▶ Exercise
Could the whole of the data below be written out verbatim?

▶ Data
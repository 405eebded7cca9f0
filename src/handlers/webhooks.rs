use axum::{
    extract::{Json, State},
    http::HeaderMap,
    routing::post,
    Router,
};
use serde::Deserialize;
use serde_json::{json, Value};
use tracing::{info, warn};
use utoipa::ToSchema;

use crate::errors::ServiceError;
use crate::handlers::AppState;

#[derive(Debug, Deserialize, ToSchema)]
#[serde(rename_all = "camelCase")]
pub struct TurinvoiceCallback {
    pub order_id: String,
    pub status: Option<String>,
    /// Some portal versions send the shared secret in the body instead of
    /// the header
    pub secret: Option<String>,
}

/// Server-to-server payment callback from the TRY invoice provider,
/// validated by shared-secret equality
#[utoipa::path(
    post,
    path = "/api/v1/webhooks/turinvoice",
    request_body = TurinvoiceCallback,
    responses(
        (status = 200, description = "Callback accepted"),
        (status = 401, description = "Invalid webhook secret", body = crate::errors::ErrorResponse),
        (status = 400, description = "Provider not configured", body = crate::errors::ErrorResponse)
    ),
    tag = "Webhooks"
)]
pub(crate) async fn turinvoice_callback(
    State(state): State<AppState>,
    headers: HeaderMap,
    Json(callback): Json<TurinvoiceCallback>,
) -> Result<Json<Value>, ServiceError> {
    let client = state.services.turinvoice.as_ref().ok_or_else(|| {
        ServiceError::ValidationError("TRY invoice payments are not enabled".to_string())
    })?;

    let provided = headers
        .get("x-turinvoice-secret")
        .and_then(|value| value.to_str().ok())
        .map(str::to_string)
        .or_else(|| callback.secret.clone())
        .unwrap_or_default();

    if !client.verify_webhook(&provided) {
        warn!(order_id = %callback.order_id, "turinvoice callback with invalid secret");
        return Err(ServiceError::Unauthorized(
            "invalid webhook secret".to_string(),
        ));
    }

    info!(
        order_id = %callback.order_id,
        status = callback.status.as_deref().unwrap_or("unknown"),
        "turinvoice callback received"
    );
    metrics::counter!("turinvoice_callbacks_total", 1);

    Ok(Json(json!({ "received": true })))
}

pub fn webhook_routes() -> Router<AppState> {
    Router::new().route("/turinvoice", post(turinvoice_callback))
}
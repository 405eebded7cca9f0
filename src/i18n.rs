use serde::{Deserialize, Serialize};

/// Languages the storefront ships in. Anything else falls back to English.
#[derive(Debug, Clone, Copy, PartialEq, Eq, Hash, Serialize, Deserialize)]
#[serde(rename_all = "lowercase")]
pub enum Locale {
    En,
    Tr,
    Ar,
    Ru,
    Es,
}

impl Locale {
    pub const ALL: [Locale; 5] = [Locale::En, Locale::Tr, Locale::Ar, Locale::Ru, Locale::Es];

    pub fn as_str(&self) -> &'static str {
        match self {
            Self::En => "en",
            Self::Tr => "tr",
            Self::Ar => "ar",
            Self::Ru => "ru",
            Self::Es => "es",
        }
    }

    /// Lenient parse: accepts region-tagged values ("tr-TR"), unknown
    /// languages resolve to English.
    pub fn parse_or_default(value: &str) -> Self {
        let language = value
            .trim()
            .split(['-', '_'])
            .next()
            .unwrap_or_default()
            .to_ascii_lowercase();
        match language.as_str() {
            "tr" => Self::Tr,
            "ar" => Self::Ar,
            "ru" => Self::Ru,
            "es" => Self::Es,
            _ => Self::En,
        }
    }
}

impl Default for Locale {
    fn default() -> Self {
        Self::En
    }
}

impl std::fmt::Display for Locale {
    fn fmt(&self, f: &mut std::fmt::Formatter<'_>) -> std::fmt::Result {
        f.write_str(self.as_str())
    }
}

#[cfg(test)]
mod tests {
    use super::*;

    #[test]
    fn region_tags_and_unknowns() {
        assert_eq!(Locale::parse_or_default("tr-TR"), Locale::Tr);
        assert_eq!(Locale::parse_or_default("ru_RU"), Locale::Ru);
        assert_eq!(Locale::parse_or_default("pt-BR"), Locale::En);
        assert_eq!(Locale::parse_or_default(""), Locale::En);
    }
}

▶ The answer
repository 405eebded7cca9f0
filename src/handlers/webhooks.rs
use axum::{
    extract::{Json, State},
    http::HeaderMap,
    routing::post,
    Router,
};
use serde::Deserialize;
use serde_json::{json, Value};
use tracing::{info, warn};
use utoipa::ToSchema;

use crate::errors::ServiceError;
use crate::handlers::AppState;

#[derive(Debug, Deserialize, ToSchema)]
#[serde(rename_all = "camelCase")]
pub struct TurinvoiceCallback {
    pub order_id: String,
    pub status: Option<String>,
    /// Some portal versions send the shared secret in the body instead of
    /// the header
    pub secret: Option<String>,
}

/// Server-to-server payment callback from the TRY invoice provider,
/// validated by shared-secret equality
#[utoipa::path(
    post,
    path = "/api/v1/webhooks/turinvoice",
    request_body = TurinvoiceCallback,
    responses(
        (status = 200, description = "Callback accepted"),
        (status = 401, description = "Invalid webhook secret", body = crate::errors::ErrorResponse),
        (status = 400, description = "Provider not configured", body = crate::errors::ErrorResponse)
    ),
    tag = "Webhooks"
)]
pub(crate) async fn turinvoice_callback(
    State(state): State<AppState>,
    headers: HeaderMap,
    Json(callback): Json<TurinvoiceCallback>,
) -> Result<Json<Value>, ServiceError> {
    let client = state.services.turinvoice.as_ref().ok_or_else(|| {
        ServiceError::ValidationError("TRY invoice payments are not enabled".to_string())
    })?;

    let provided = headers
        .get("x-turinvoice-secret")
        .and_then(|value| value.to_str().ok())
        .map(str::to_string)
        .or_else(|| callback.secret.clone())
        .unwrap_or_default();

    if !client.verify_webhook(&provided) {
        warn!(order_id = %callback.order_id, "turinvoice callback with invalid secret");
        return Err(ServiceError::Unauthorized(
            "invalid webhook secret".to_string(),
        ));
    }

    info!(
        order_id = %callback.order_id,
        status = callback.status.as_deref().unwrap_or("unknown"),
        "turinvoice callback received"
    );
    metrics::counter!("turinvoice_callbacks_total", 1);

    Ok(Json(json!({ "received": true })))
}

pub fn webhook_routes() -> Router<AppState> {
    Router::new().route("/turinvoice", post(turinvoice_callback))
}
repository 405eebded7cca9f0
filename src/i18n.rs
use serde::{Deserialize, Serialize};

/// Languages the storefront ships in. Anything else falls back to English.
#[derive(Debug, Clone, Copy, PartialEq, Eq, Hash, Serialize, Deserialize)]
#[serde(rename_all = "lowercase")]
pub enum Locale {
    En,
    Tr,
    Ar,
    Ru,
    Es,
}

impl Locale {
    pub const ALL: [Locale; 5] = [Locale::En, Locale::Tr, Locale::Ar, Locale::Ru, Locale::Es];

    pub fn as_str(&self) -> &'static str {
        match self {
            Self::En => "en",
            Self::Tr => "tr",
            Self::Ar => "ar",
            Self::Ru => "ru",
            Self::Es => "es",
        }
    }

    /// Lenient parse: accepts region-tagged values ("tr-TR"), unknown
    /// languages resolve to English.
    pub fn parse_or_default(value: &str) -> Self {
        let language = value
            .trim()
            .split(['-', '_'])
            .next()
            .unwrap_or_default()
            .to_ascii_lowercase();
        match language.as_str() {
            "tr" => Self::Tr,
            "ar" => Self::Ar,
            "ru" => Self::Ru,
            "es" => Self::Es,
            _ => Self::En,
        }
    }
}

impl Default for Locale {
    fn default() -> Self {
        Self::En
    }
}

impl std::fmt::Display for Locale {
    fn fmt(&self, f: &mut std::fmt::Formatter<'_>) -> std::fmt::Result {
        f.write_str(self.as_str())
    }
}

#[cfg(test)]
mod tests {
    use super::*;

    #[test]
    fn region_tags_and_unknowns() {
        assert_eq!(Locale::parse_or_default("tr-TR"), Locale::Tr);
        assert_eq!(Locale::parse_or_default("ru_RU"), Locale::Ru);
        assert_eq!(Locale::parse_or_default("pt-BR"), Locale::En);
        assert_eq!(Locale::parse_or_default(""), Locale::En);
    }
}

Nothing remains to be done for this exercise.